[Records from a collection]
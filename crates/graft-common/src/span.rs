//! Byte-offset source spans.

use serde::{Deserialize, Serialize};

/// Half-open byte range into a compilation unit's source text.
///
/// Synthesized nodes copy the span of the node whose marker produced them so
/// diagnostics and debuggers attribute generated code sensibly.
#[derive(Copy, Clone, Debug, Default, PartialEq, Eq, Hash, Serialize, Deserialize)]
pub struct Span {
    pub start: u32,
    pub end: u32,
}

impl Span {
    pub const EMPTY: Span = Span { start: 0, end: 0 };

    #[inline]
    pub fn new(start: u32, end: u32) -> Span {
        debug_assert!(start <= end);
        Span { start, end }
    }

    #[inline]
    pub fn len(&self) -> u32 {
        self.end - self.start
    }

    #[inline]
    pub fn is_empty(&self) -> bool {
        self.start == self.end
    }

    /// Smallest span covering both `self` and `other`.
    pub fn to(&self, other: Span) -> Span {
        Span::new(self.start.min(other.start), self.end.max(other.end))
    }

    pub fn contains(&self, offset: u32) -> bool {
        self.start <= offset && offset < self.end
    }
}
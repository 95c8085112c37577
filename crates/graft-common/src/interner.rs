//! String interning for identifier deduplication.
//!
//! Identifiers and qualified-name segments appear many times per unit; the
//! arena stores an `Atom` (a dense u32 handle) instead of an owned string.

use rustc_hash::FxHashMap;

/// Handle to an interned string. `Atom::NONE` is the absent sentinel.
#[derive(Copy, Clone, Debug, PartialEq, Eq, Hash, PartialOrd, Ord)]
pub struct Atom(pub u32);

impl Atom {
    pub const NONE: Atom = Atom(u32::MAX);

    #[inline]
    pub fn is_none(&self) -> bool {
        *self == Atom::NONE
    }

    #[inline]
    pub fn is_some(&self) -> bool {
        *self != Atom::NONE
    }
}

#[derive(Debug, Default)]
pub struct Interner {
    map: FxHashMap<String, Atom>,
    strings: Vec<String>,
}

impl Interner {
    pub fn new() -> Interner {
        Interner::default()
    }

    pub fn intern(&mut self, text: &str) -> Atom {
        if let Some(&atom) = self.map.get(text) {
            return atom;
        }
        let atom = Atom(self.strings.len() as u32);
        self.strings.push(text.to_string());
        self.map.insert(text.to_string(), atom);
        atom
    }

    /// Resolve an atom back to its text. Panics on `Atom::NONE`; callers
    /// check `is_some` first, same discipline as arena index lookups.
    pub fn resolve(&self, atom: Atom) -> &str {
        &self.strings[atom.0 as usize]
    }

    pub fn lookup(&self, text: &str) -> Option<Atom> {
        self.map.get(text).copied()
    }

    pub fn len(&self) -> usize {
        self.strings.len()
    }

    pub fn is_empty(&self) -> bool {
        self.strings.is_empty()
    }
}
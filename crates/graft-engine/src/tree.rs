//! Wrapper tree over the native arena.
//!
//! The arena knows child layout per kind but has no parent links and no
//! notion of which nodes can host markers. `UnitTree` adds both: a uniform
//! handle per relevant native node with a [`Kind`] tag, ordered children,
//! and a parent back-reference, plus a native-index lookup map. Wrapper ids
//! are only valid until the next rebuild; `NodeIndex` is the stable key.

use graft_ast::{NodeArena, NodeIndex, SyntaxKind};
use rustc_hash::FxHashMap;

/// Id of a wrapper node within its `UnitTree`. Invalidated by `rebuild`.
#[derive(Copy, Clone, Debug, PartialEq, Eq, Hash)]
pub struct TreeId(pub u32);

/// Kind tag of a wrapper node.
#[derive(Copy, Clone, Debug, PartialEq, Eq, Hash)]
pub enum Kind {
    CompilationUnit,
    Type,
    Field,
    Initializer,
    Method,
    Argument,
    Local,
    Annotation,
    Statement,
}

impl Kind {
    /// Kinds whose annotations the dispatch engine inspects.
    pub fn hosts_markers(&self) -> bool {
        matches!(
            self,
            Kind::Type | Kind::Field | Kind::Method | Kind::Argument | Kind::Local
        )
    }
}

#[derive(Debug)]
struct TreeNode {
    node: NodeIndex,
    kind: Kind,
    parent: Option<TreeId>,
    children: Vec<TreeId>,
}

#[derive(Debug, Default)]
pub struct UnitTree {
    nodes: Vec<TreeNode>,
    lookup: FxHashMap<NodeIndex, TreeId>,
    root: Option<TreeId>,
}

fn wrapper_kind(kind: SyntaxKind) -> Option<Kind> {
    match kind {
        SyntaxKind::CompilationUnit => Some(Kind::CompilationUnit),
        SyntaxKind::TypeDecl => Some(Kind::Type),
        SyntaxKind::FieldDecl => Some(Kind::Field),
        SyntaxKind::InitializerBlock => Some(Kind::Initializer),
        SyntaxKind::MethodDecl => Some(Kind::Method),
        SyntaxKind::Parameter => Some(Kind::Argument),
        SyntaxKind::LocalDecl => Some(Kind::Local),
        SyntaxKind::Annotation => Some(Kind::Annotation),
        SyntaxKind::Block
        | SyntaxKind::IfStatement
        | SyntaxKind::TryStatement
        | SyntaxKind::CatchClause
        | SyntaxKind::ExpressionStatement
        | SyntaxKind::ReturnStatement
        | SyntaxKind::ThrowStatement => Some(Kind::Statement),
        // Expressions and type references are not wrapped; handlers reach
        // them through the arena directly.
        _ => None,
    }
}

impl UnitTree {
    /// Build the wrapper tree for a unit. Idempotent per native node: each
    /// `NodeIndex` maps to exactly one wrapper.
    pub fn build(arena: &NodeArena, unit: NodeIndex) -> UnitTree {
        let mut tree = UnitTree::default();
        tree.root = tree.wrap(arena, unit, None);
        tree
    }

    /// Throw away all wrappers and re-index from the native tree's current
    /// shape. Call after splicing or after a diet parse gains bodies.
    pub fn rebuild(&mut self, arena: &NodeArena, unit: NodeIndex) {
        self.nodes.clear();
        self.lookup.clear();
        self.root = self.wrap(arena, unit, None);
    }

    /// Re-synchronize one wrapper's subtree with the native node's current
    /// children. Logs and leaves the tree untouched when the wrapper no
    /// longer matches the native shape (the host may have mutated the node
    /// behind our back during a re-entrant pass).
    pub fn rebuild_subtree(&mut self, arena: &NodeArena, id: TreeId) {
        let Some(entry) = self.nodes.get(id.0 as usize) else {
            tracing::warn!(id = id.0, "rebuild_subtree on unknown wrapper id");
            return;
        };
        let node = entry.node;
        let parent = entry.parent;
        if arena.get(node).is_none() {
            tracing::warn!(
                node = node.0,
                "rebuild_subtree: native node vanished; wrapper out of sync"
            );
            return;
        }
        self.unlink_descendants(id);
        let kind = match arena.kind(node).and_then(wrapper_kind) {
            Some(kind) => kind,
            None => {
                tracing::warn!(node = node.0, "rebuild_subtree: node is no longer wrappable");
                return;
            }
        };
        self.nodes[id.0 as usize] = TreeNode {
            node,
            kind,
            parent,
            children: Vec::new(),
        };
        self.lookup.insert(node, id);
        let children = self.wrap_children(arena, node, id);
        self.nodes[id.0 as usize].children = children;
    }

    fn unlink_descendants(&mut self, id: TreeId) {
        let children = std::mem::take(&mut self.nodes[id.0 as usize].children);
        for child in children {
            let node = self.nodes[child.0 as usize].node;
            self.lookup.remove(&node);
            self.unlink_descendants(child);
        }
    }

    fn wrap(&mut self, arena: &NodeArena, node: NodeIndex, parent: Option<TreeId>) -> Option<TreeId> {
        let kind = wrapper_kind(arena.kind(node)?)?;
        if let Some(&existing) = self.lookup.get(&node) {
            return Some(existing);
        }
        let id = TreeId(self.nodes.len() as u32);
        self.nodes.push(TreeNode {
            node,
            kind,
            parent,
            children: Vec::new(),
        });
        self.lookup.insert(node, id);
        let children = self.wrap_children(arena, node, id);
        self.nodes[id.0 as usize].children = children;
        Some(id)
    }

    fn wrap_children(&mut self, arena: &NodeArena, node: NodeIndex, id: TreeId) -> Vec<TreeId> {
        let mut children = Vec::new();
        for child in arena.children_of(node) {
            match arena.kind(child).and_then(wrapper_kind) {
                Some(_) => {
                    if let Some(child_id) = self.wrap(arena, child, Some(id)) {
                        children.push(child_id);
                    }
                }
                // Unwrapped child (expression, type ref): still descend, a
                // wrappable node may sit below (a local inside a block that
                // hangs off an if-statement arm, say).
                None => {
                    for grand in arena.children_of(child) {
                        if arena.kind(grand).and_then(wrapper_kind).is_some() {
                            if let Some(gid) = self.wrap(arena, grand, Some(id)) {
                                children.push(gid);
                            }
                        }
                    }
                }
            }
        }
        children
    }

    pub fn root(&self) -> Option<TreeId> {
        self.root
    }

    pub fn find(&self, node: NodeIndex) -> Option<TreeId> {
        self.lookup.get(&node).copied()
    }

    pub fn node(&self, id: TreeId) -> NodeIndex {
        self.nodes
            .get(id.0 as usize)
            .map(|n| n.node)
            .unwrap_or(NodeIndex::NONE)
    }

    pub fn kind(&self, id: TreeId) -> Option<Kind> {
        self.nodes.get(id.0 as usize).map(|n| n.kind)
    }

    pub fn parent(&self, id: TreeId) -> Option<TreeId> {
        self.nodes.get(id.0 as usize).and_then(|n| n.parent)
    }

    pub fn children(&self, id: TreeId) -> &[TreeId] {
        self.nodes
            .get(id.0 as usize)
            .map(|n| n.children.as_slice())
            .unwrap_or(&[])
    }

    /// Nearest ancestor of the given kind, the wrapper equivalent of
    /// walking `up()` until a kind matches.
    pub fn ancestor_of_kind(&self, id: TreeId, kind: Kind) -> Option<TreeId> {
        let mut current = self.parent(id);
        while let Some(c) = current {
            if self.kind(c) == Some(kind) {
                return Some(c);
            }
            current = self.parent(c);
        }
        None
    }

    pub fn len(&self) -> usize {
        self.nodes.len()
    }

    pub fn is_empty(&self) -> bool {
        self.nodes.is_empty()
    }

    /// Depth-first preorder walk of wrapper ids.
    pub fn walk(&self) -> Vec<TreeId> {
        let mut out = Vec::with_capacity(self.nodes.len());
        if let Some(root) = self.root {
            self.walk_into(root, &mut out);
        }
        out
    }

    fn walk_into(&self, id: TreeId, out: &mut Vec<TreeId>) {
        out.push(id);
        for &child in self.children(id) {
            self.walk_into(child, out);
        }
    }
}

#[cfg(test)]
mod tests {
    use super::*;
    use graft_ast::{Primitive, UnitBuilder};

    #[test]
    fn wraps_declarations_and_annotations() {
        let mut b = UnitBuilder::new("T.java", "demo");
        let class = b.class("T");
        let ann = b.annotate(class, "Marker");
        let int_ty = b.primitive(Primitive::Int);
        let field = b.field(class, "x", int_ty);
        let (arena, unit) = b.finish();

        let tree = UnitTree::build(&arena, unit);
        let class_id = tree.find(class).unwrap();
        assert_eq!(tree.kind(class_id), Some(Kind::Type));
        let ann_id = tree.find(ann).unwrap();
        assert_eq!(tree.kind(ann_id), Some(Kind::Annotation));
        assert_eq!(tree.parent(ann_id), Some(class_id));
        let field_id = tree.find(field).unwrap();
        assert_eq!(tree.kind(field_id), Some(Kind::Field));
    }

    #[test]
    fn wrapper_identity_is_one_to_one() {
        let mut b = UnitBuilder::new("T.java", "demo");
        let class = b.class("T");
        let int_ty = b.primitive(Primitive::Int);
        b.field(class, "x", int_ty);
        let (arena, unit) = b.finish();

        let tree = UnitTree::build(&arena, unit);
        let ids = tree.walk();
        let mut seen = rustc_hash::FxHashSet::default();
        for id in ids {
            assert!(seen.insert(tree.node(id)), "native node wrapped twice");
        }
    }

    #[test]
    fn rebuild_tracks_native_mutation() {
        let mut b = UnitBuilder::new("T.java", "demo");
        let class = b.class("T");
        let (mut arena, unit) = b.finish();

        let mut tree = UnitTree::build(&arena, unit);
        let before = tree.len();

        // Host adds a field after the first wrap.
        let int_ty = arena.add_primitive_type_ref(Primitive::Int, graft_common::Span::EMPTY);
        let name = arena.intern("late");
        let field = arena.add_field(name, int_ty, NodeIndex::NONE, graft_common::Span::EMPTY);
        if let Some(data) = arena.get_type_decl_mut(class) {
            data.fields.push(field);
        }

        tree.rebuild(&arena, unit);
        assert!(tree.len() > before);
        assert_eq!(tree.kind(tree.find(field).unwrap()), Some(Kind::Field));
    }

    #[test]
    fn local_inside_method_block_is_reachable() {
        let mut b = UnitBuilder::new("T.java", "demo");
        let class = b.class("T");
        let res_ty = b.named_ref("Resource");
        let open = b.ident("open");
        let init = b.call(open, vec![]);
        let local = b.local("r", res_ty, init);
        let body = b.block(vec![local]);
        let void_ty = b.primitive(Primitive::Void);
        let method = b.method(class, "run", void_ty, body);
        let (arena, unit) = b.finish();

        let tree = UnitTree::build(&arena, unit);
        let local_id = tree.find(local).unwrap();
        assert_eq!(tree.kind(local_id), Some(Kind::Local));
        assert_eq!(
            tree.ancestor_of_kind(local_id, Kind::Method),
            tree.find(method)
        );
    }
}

(Requirement) What is the number of lines above that contain "Argument"? Answer with that number only.

(Answer box) 3